Apache Arrow 6.0.0 Release


Published 04 Nov 2021
By The Apache Arrow PMC (pmc)

The Apache Arrow team is pleased to announce the 6.0.0 release. This covers over 3 months of development work and includes 572 resolved issues from 77 distinct contributors. See the Install Page to learn how to get the libraries for your platform.
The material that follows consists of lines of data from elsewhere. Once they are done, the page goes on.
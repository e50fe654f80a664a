//! Human-readable move suggestions built on the ranked root search.

use shakmaty::san::SanPlus;

use crate::engine::search::Searcher;
use crate::game::Game;

/// Scores at or beyond this magnitude are reported as forced mate.
pub const MATE_THRESHOLD: i32 = 90_000;

/// Format a centipawn score for display: `#` for mate-magnitude scores,
/// a signed number otherwise.
pub fn format_score(score: i32) -> String {
    if score.abs() >= MATE_THRESHOLD {
        "#".to_string()
    } else {
        format!("{score:+}")
    }
}

/// Up to `k` numbered suggestion lines for the current position, best
/// move first, e.g. `1) Nf3  +35`.
pub fn suggestions(searcher: &Searcher, game: &mut Game, k: usize) -> Vec<String> {
    let ranked = searcher.top_moves(game, k);
    ranked
        .into_iter()
        .enumerate()
        .map(|(i, sm)| {
            let san = SanPlus::from_move(game.position().clone(), &sm.mv);
            format!("{}) {}  {}", i + 1, san, format_score(sm.score))
        })
        .collect()
}
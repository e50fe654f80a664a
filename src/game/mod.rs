//! Game state: a `shakmaty` position plus the move history the engine
//! needs for push/undo and repetition detection.
//!
//! The search mutates one shared [`Game`] in place. Every applied move is
//! paired with an undo in strict LIFO order; [`Game::apply`] returns a
//! guard that performs the undo on drop, so pruning breaks and early
//! returns cannot leave the position corrupted.

use std::ops::{Deref, DerefMut};

use shakmaty::fen::Fen;
use shakmaty::zobrist::{Zobrist64, ZobristHash};
use shakmaty::{CastlingMode, Chess, Color, EnPassantMode, Move, MoveList, Position};
use thiserror::Error;

/// Error parsing a FEN string into a playable position.
#[derive(Debug, Error)]
pub enum FenError {
    #[error("invalid FEN: {0}")]
    Parse(#[from] shakmaty::fen::ParseFenError),
    #[error("illegal position: {0}")]
    Position(#[from] shakmaty::PositionError<Chess>),
}

/// A chess position together with the snapshots of its predecessors.
///
/// The snapshot stack serves two purposes: it makes [`Game::undo`] exact
/// (the restored position is bit-for-bit the one before the move), and it
/// carries the hash history that threefold-repetition detection counts
/// over.
#[derive(Clone, Debug)]
pub struct Game {
    pos: Chess,
    history: Vec<Chess>,
    hashes: Vec<u64>,
}

impl Game {
    /// The standard starting position with empty history.
    pub fn new() -> Self {
        Game {
            pos: Chess::default(),
            history: Vec::new(),
            hashes: Vec::new(),
        }
    }

    /// Parse a FEN string. The resulting game has no history, so earlier
    /// repetitions of the position are not visible to it.
    pub fn from_fen(fen: &str) -> Result<Self, FenError> {
        let f: Fen = fen.parse()?;
        let pos = f.into_position(CastlingMode::Standard)?;
        Ok(Game {
            pos,
            history: Vec::new(),
            hashes: Vec::new(),
        })
    }

    pub fn position(&self) -> &Chess {
        &self.pos
    }

    pub fn turn(&self) -> Color {
        self.pos.turn()
    }

    pub fn legal_moves(&self) -> MoveList {
        self.pos.legal_moves()
    }

    /// Number of moves played since the root of this game's history.
    pub fn ply(&self) -> usize {
        self.history.len()
    }

    /// Zobrist hash of the current position.
    pub fn hash(&self) -> u64 {
        let z: Zobrist64 = self.pos.zobrist_hash(EnPassantMode::Legal);
        z.0
    }

    /// Play `mv`, keeping the predecessor on the undo stack.
    ///
    /// `mv` must come from the legal-move generator for the current
    /// position.
    pub fn push(&mut self, mv: &Move) {
        self.hashes.push(self.hash());
        let next = self.pos.clone().play(mv).unwrap();
        self.history.push(std::mem::replace(&mut self.pos, next));
    }

    /// Revert the most recent [`Game::push`]. No-op at the history root.
    pub fn undo(&mut self) {
        if let Some(prev) = self.history.pop() {
            self.pos = prev;
            self.hashes.pop();
        }
    }

    /// Play `mv` and return a guard that undoes it when dropped.
    pub fn apply(&mut self, mv: &Move) -> AppliedMove<'_> {
        self.push(mv);
        AppliedMove { game: self }
    }

    /// Whether `mv` would leave the opponent in check.
    pub fn gives_check(&self, mv: &Move) -> bool {
        self.pos
            .clone()
            .play(mv)
            .map(|p| p.is_check())
            .unwrap_or(false)
    }

    pub fn is_checkmate(&self) -> bool {
        self.pos.is_checkmate()
    }

    pub fn is_stalemate(&self) -> bool {
        self.pos.is_stalemate()
    }

    pub fn is_insufficient_material(&self) -> bool {
        self.pos.is_insufficient_material()
    }

    /// Whether the side to move can claim a draw because the current
    /// position is on the board for the third time.
    pub fn is_repetition_claimable(&self) -> bool {
        let current = self.hash();
        let earlier = self.hashes.iter().filter(|&&h| h == current).count();
        earlier >= 2
    }

    /// Terminal for search: no legal continuation, dead material, or a
    /// claimable repetition.
    pub fn is_over(&self) -> bool {
        self.pos.is_game_over() || self.is_repetition_claimable()
    }
}

impl Default for Game {
    fn default() -> Self {
        Self::new()
    }
}

/// Scope guard for one applied move; undoes it on every exit path.
pub struct AppliedMove<'a> {
    game: &'a mut Game,
}

impl Deref for AppliedMove<'_> {
    type Target = Game;

    fn deref(&self) -> &Game {
        self.game
    }
}

impl DerefMut for AppliedMove<'_> {
    fn deref_mut(&mut self) -> &mut Game {
        self.game
    }
}

impl Drop for AppliedMove<'_> {
    fn drop(&mut self) {
        self.game.undo();
    }
}
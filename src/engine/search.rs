//! Fixed-depth negamax search with alpha-beta pruning, and the move
//! selection policy on top of it.
//!
//! Each root move is scored by its own search over a fresh full window;
//! pruning inside the subtrees changes the work done, never the scores.
//! The shared [`Game`] is mutated in place and restored by the
//! [`Game::apply`] drop guard on every path out of a node.

use rand::Rng;
use rand::seq::IndexedRandom;
use shakmaty::Move;
use thiserror::Error;

use crate::engine::eval::evaluate;
use crate::engine::ordering::ordered_moves;
use crate::game::Game;

/// Score bound strictly above any reachable evaluation, mate included.
pub const INFINITY: i32 = 1_000_000;

/// A root move paired with its search score in centipawns.
#[derive(Clone, Debug)]
pub struct ScoredMove {
    pub mv: Move,
    pub score: i32,
}

/// Rejected [`SearchConfig`] parameters.
#[derive(Debug, Error, PartialEq)]
pub enum ConfigError {
    #[error("search depth must be at least 1, got {0}")]
    Depth(u32),
    #[error("randomness must lie in [0, 1], got {0}")]
    Randomness(f64),
}

/// Search parameters, fixed for the lifetime of one [`Searcher`].
#[derive(Clone, Copy, Debug, PartialEq)]
pub struct SearchConfig {
    max_depth: u32,
    randomness: f64,
}

impl SearchConfig {
    pub fn new(max_depth: u32, randomness: f64) -> Result<Self, ConfigError> {
        if max_depth < 1 {
            return Err(ConfigError::Depth(max_depth));
        }
        if !(0.0..=1.0).contains(&randomness) {
            return Err(ConfigError::Randomness(randomness));
        }
        Ok(SearchConfig {
            max_depth,
            randomness,
        })
    }

    pub fn max_depth(&self) -> u32 {
        self.max_depth
    }

    pub fn randomness(&self) -> f64 {
        self.randomness
    }
}

impl Default for SearchConfig {
    fn default() -> Self {
        SearchConfig {
            max_depth: 3,
            randomness: 0.0,
        }
    }
}

/// Fixed-depth move selector.
pub struct Searcher {
    config: SearchConfig,
}

impl Searcher {
    pub fn new(config: SearchConfig) -> Self {
        Searcher { config }
    }

    pub fn config(&self) -> &SearchConfig {
        &self.config
    }

    /// The best move for the side to move, or `None` when there is none.
    ///
    /// All root moves tied for the best score form a tie list, and one of
    /// them is drawn uniformly at random.
    pub fn choose_move(&self, game: &mut Game) -> Option<Move> {
        let depth = self.config.max_depth - 1;
        let mut best = -INFINITY;
        let mut tied: Vec<Move> = Vec::new();

        for mv in ordered_moves(game) {
            let score = {
                let mut child = game.apply(&mv);
                -self.negamax(&mut child, depth, -INFINITY, INFINITY)
            };
            if score > best {
                best = score;
                tied.clear();
                tied.push(mv);
            } else if score == best {
                tied.push(mv);
            }
        }

        if tied.is_empty() {
            return None;
        }

        let mut rng = rand::rng();
        // TODO: decide whether a nonzero randomness should sometimes pick
        // a sub-maximal move to weaken play; today both branches draw
        // uniformly from the tie list, so the knob does not change the
        // outcome.
        if self.config.randomness > 0.0
            && tied.len() > 1
            && rng.random::<f64>() < self.config.randomness
        {
            return tied.choose(&mut rng).cloned();
        }
        tied.choose(&mut rng).cloned()
    }

    /// The `k` best root moves, ranked by score, best first.
    pub fn top_moves(&self, game: &mut Game, k: usize) -> Vec<ScoredMove> {
        let depth = self.config.max_depth - 1;
        let mut ranked: Vec<ScoredMove> = ordered_moves(game)
            .into_iter()
            .map(|mv| {
                let score = {
                    let mut child = game.apply(&mv);
                    -self.negamax(&mut child, depth, -INFINITY, INFINITY)
                };
                ScoredMove { mv, score }
            })
            .collect();
        ranked.sort_by(|a, b| b.score.cmp(&a.score));
        ranked.truncate(k);
        ranked
    }

    fn negamax(&self, game: &mut Game, depth: u32, mut alpha: i32, beta: i32) -> i32 {
        if depth == 0 || game.is_over() {
            return evaluate(game);
        }

        let mut best = -INFINITY;
        for mv in ordered_moves(game) {
            let score = {
                let mut child = game.apply(&mv);
                -self.negamax(&mut child, depth - 1, -beta, -alpha)
            };
            if score > best {
                best = score;
            }
            if best > alpha {
                alpha = best;
            }
            if alpha >= beta {
                break;
            }
        }

        // A correct oracle reports game over before a node runs out of
        // children; fall back to the static score rather than -INFINITY.
        if best == -INFINITY { evaluate(game) } else { best }
    }
}

impl Default for Searcher {
    fn default() -> Self {
        Self::new(SearchConfig::default())
    }
}
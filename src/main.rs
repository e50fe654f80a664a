//! MentorChess UCI chess engine

use mentor_chess::uci::UCI;

fn main() {
    println!("MentorChess v0.1.0 - fixed-depth UCI engine");
    println!("Type 'uci' to start UCI mode, 'd' to display board, 'quit' to exit");

    let mut uci = UCI::new();
    uci.run();
}
//! Move ordering: front-load the moves most likely to cause a cutoff.

use shakmaty::Move;

use crate::game::Game;

const CAPTURE_BONUS: i32 = 1000;
const CHECK_BONUS: i32 = 50;
const PROMOTION_BONUS: i32 = 900;

/// The legal moves of the current position, reordered so captures,
/// checks, and promotions come first.
///
/// The sort is stable: equally scored moves keep the generator's order,
/// and the result is always a permutation of the legal-move set.
pub fn ordered_moves(game: &Game) -> Vec<Move> {
    let mut scored: Vec<(Move, i32)> = game
        .legal_moves()
        .iter()
        .map(|mv| (mv.clone(), heuristic(game, mv)))
        .collect();
    scored.sort_by(|a, b| b.1.cmp(&a.1));
    scored.into_iter().map(|(mv, _)| mv).collect()
}

fn heuristic(game: &Game, mv: &Move) -> i32 {
    let mut score = 0;
    if mv.is_capture() {
        score += CAPTURE_BONUS;
    }
    if game.gives_check(mv) {
        score += CHECK_BONUS;
    }
    if mv.is_promotion() {
        score += PROMOTION_BONUS;
    }
    score
}
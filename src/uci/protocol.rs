use crate::engine::eval::evaluate;
use crate::engine::hints::suggestions;
use crate::engine::search::{ScoredMove, SearchConfig, Searcher};
use crate::game::Game;
use shakmaty::{CastlingMode, Position, uci::UciMove};
use std::io::{self, BufRead, Write};
use vampirc_uci::uci::UciSearchControl;
use vampirc_uci::{UciMessage, parser};

pub struct UCI {
    pub game: Game,
    searcher: Searcher,
    /// Number of ranked root moves to report (UCI MultiPV).
    multi_pv: u32,
}

impl UCI {
    pub fn new() -> Self {
        UCI {
            game: Game::new(),
            searcher: Searcher::default(),
            multi_pv: 1,
        }
    }

    /// Current MultiPV setting (for tests).
    pub fn multi_pv(&self) -> u32 {
        self.multi_pv
    }

    /// Current search depth (for tests).
    pub fn depth(&self) -> u32 {
        self.searcher.config().max_depth()
    }

    pub fn run(&mut self) {
        let stdin = io::stdin();
        let mut stdout = io::stdout();

        for line in stdin.lock().lines() {
            let line = match line {
                Ok(l) => l,
                Err(_) => break,
            };
            let line = line.trim();
            if line.is_empty() {
                continue;
            }

            let msg = parser::parse_one(line);
            match msg {
                UciMessage::Uci => self.cmd_uci(&mut stdout),
                UciMessage::IsReady => writeln!(stdout, "readyok").unwrap(),
                UciMessage::SetOption { name, value } => {
                    self.apply_setoption(name.trim(), value.as_deref());
                }
                UciMessage::UciNewGame => self.cmd_ucinewgame(),
                UciMessage::Position {
                    startpos,
                    fen,
                    moves,
                } => {
                    let fen_str = fen.as_ref().map(|f| f.as_str());
                    let move_strs: Vec<String> = moves.iter().map(|m| m.to_string()).collect();
                    let refs: Vec<&str> = move_strs.iter().map(String::as_str).collect();
                    self.apply_position(startpos, fen_str, &refs);
                }
                UciMessage::Go { search_control, .. } => {
                    let depth = go_depth(search_control.as_ref());
                    self.do_go(depth, &mut stdout);
                }
                UciMessage::Quit => break,
                UciMessage::Unknown(ref s, _) => {
                    let parts: Vec<&str> = s.split_whitespace().collect();
                    if let Some(&first) = parts.first() {
                        match first {
                            "d" | "display" => self.cmd_display(&mut stdout),
                            "eval" => self.cmd_eval(&mut stdout),
                            "hint" => self.cmd_hint(&parts, &mut stdout),
                            _ => {}
                        }
                    }
                }
                _ => {}
            }
            stdout.flush().unwrap();
        }
    }

    fn cmd_uci(&self, stdout: &mut io::Stdout) {
        writeln!(stdout, "id name MentorChess 0.1.0").unwrap();
        writeln!(stdout, "id author MentorChess Team").unwrap();
        writeln!(stdout).unwrap();
        writeln!(stdout, "option name Depth type spin default 3 min 1 max 12").unwrap();
        writeln!(
            stdout,
            "option name Randomness type spin default 0 min 0 max 100"
        )
        .unwrap();
        writeln!(stdout, "option name MultiPV type spin default 1 min 1 max 5").unwrap();
        writeln!(stdout, "uciok").unwrap();
    }

    pub fn cmd_setoption(&mut self, parts: &[&str]) {
        let mut name = String::new();
        let mut value = String::new();
        let mut in_name = false;
        let mut in_value = false;

        for part in parts.iter().skip(1) {
            match *part {
                "name" => {
                    in_name = true;
                    in_value = false;
                }
                "value" => {
                    in_name = false;
                    in_value = true;
                }
                _ => {
                    if in_name {
                        if !name.is_empty() {
                            name.push(' ');
                        }
                        name.push_str(part);
                    } else if in_value {
                        if !value.is_empty() {
                            value.push(' ');
                        }
                        value.push_str(part);
                    }
                }
            }
        }

        self.apply_setoption(&name, Some(&value));
    }

    /// Apply setoption by name and value (used by vampirc path and cmd_setoption).
    fn apply_setoption(&mut self, name: &str, value: Option<&str>) {
        let opt = name.to_lowercase().replace([' ', '_'], "");
        let value = value.unwrap_or("").trim();
        if opt == "depth" {
            if let Ok(d) = value.parse::<u32>() {
                self.reconfigure(d, self.searcher.config().randomness());
            }
        } else if opt == "randomness" {
            if let Ok(pct) = value.parse::<u32>() {
                let randomness = f64::from(pct.min(100)) / 100.0;
                self.reconfigure(self.searcher.config().max_depth(), randomness);
            }
        } else if opt == "multipv" {
            if let Ok(n) = value.parse::<u32>() {
                self.multi_pv = n.clamp(1, 5);
            }
        }
    }

    /// Replace the searcher; out-of-range parameters leave it unchanged.
    fn reconfigure(&mut self, max_depth: u32, randomness: f64) {
        if let Ok(config) = SearchConfig::new(max_depth, randomness) {
            self.searcher = Searcher::new(config);
        }
    }

    pub fn cmd_ucinewgame(&mut self) {
        self.game = Game::new();
    }

    pub fn cmd_position(&mut self, parts: &[&str]) {
        let mut idx = 1;
        let startpos = idx < parts.len() && parts[idx] == "startpos";
        let mut fen_str: Option<String> = None;
        let mut move_strs: Vec<&str> = Vec::new();

        if startpos {
            idx += 1;
        } else if idx < parts.len() && parts[idx] == "fen" {
            idx += 1;
            let mut fen_parts = Vec::new();
            while idx < parts.len() && parts[idx] != "moves" {
                fen_parts.push(parts[idx]);
                idx += 1;
            }
            fen_str = Some(fen_parts.join(" "));
        }

        if idx < parts.len() && parts[idx] == "moves" {
            idx += 1;
            move_strs = parts[idx..].to_vec();
        }

        self.apply_position(startpos, fen_str.as_deref(), &move_strs);
    }

    /// Apply position from parsed UCI (used by vampirc path and cmd_position).
    fn apply_position(&mut self, startpos: bool, fen: Option<&str>, move_strs: &[&str]) {
        if startpos {
            self.game = Game::new();
        } else if let Some(fen_str) = fen {
            if let Ok(game) = Game::from_fen(fen_str) {
                self.game = game;
            }
        }

        // Replaying the moves keeps the history the repetition rule counts.
        for &s in move_strs {
            if let Some(mv) = self.parse_move(s) {
                self.game.push(&mv);
            }
        }
    }

    pub fn parse_move(&self, move_str: &str) -> Option<shakmaty::Move> {
        let uci: UciMove = move_str.parse().ok()?;
        let mv = uci.to_move(self.game.position()).ok()?;
        if self.game.position().is_legal(&mv) {
            Some(mv)
        } else {
            None
        }
    }

    /// Run the fixed-depth search and output bestmove; `go depth N`
    /// reconfigures the searcher first.
    fn do_go(&mut self, depth: Option<u32>, stdout: &mut io::Stdout) {
        if let Some(d) = depth {
            self.reconfigure(d, self.searcher.config().randomness());
        }

        if self.multi_pv > 1 {
            self.report_ranked(stdout);
        }

        match self.searcher.choose_move(&mut self.game) {
            Some(mv) => {
                writeln!(stdout, "bestmove {}", mv.to_uci(CastlingMode::Standard)).unwrap()
            }
            None => writeln!(stdout, "bestmove 0000").unwrap(),
        }
    }

    fn report_ranked(&mut self, stdout: &mut io::Stdout) {
        let depth = self.searcher.config().max_depth();
        let ranked = self
            .searcher
            .top_moves(&mut self.game, self.multi_pv as usize);
        for (i, ScoredMove { mv, score }) in ranked.into_iter().enumerate() {
            writeln!(
                stdout,
                "info depth {} multipv {} score cp {} pv {}",
                depth,
                i + 1,
                score,
                mv.to_uci(CastlingMode::Standard)
            )
            .unwrap();
        }
    }

    fn cmd_display(&self, stdout: &mut io::Stdout) {
        writeln!(stdout, "\n{:?}", self.game.position()).unwrap();
    }

    fn cmd_eval(&self, stdout: &mut io::Stdout) {
        let score = evaluate(&self.game);
        writeln!(stdout, "Evaluation: {} cp (positive = White advantage)", score).unwrap();
    }

    fn cmd_hint(&mut self, parts: &[&str], stdout: &mut io::Stdout) {
        let k: usize = parts.get(1).and_then(|s| s.parse().ok()).unwrap_or(3);
        for line in suggestions(&self.searcher, &mut self.game, k) {
            writeln!(stdout, "{}", line).unwrap();
        }
    }
}

/// Extract the fixed search depth from a parsed go command, if any.
fn go_depth(search_control: Option<&UciSearchControl>) -> Option<u32> {
    search_control.and_then(|sc| sc.depth).map(u32::from)
}

impl Default for UCI {
    fn default() -> Self {
        Self::new()
    }
}
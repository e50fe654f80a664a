//! Engine components
//!
//! This module contains the move-selection engine:
//! - Static evaluation (material + piece-square tables)
//! - Heuristic move ordering
//! - Fixed-depth alpha-beta search and move selection
//! - Suggestion rendering for the hint surface

pub mod eval;
pub mod hints;
pub mod ordering;
pub mod search;

pub use eval::{DRAW_SCORE, MATE_SCORE, evaluate};
pub use hints::{format_score, suggestions};
pub use ordering::ordered_moves;
pub use search::{ConfigError, INFINITY, ScoredMove, SearchConfig, Searcher};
The release notes below are not exhaustive and only expose selected highlights of the release. Many other bugfixes and improvements have been made: we refer you to the complete changelog.

Community

Since the 5.0.0 release, Nic Crane, QP Hou, Jiayu Liu, and Matt Topol have been invited to be committers, and Neville Dipale has joined the Project Management Committee (PMC). Thanks for your contributions and participation in the project!

Columnar Format Notes

A new calendar interval type consisting of Month, Day and Nanoseconds has been added to the specification. Reference implementations existing in Java, C++ and Python.

Arrow Flight RPC notes

GLib and Ruby have added bindings for Arrow Flight.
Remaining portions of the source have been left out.